- _What to work on_:
Filter the lines below, keeping each one that holds "vespene".

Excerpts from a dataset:
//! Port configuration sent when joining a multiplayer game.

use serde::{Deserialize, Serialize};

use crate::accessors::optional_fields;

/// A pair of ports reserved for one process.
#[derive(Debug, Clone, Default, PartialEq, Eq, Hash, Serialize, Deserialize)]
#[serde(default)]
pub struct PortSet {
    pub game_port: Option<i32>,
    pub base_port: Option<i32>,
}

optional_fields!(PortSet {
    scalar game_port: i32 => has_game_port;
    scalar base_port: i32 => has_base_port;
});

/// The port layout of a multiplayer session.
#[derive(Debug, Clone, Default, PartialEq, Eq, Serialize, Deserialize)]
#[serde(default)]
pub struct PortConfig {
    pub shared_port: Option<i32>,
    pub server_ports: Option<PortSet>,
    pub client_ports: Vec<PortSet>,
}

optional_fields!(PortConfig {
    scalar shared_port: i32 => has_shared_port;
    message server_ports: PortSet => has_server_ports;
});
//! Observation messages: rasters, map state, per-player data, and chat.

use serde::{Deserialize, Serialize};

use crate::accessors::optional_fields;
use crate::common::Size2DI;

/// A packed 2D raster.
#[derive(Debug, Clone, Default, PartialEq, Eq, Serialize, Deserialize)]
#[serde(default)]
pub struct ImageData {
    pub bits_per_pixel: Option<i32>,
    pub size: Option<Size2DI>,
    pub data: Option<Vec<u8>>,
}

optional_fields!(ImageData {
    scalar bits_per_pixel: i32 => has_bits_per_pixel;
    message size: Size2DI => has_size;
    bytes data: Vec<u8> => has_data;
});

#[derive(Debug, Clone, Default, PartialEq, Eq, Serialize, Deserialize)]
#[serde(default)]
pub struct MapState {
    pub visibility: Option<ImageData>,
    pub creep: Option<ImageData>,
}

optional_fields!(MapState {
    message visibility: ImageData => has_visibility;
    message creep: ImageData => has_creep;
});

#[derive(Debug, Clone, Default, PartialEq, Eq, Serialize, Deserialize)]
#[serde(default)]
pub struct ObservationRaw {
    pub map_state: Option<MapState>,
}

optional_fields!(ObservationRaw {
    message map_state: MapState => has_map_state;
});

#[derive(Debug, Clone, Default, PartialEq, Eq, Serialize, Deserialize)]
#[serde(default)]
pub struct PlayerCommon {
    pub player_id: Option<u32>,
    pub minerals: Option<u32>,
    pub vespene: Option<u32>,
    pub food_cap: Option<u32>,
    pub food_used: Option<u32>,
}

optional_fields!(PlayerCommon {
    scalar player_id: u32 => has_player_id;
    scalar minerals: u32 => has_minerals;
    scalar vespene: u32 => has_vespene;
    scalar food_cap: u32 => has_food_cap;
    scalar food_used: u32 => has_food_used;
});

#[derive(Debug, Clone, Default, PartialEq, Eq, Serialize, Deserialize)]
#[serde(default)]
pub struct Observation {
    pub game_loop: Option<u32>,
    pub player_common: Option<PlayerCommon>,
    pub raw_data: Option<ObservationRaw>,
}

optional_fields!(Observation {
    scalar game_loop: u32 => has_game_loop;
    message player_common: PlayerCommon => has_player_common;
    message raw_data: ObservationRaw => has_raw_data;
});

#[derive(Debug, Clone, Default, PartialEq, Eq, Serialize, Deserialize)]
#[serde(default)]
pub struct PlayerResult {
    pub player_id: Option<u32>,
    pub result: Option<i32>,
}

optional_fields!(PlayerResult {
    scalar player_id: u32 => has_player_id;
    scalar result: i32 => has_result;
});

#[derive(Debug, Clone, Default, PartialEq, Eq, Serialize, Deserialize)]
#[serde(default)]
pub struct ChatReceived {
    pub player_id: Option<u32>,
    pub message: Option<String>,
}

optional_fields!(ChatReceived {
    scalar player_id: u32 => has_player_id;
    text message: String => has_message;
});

==

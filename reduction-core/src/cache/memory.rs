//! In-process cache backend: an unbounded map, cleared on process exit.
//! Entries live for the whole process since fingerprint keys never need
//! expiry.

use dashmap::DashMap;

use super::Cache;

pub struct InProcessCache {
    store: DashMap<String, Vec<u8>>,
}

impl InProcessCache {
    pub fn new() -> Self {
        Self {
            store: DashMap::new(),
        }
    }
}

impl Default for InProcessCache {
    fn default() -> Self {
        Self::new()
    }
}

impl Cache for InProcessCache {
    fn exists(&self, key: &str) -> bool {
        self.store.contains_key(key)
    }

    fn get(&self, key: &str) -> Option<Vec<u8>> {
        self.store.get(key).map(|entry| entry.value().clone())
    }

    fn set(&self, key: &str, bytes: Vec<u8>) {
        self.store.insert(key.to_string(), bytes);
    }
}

- _Answer below_:
    pub vespene: Option<u32>,
    scalar vespene: u32 => has_vespene;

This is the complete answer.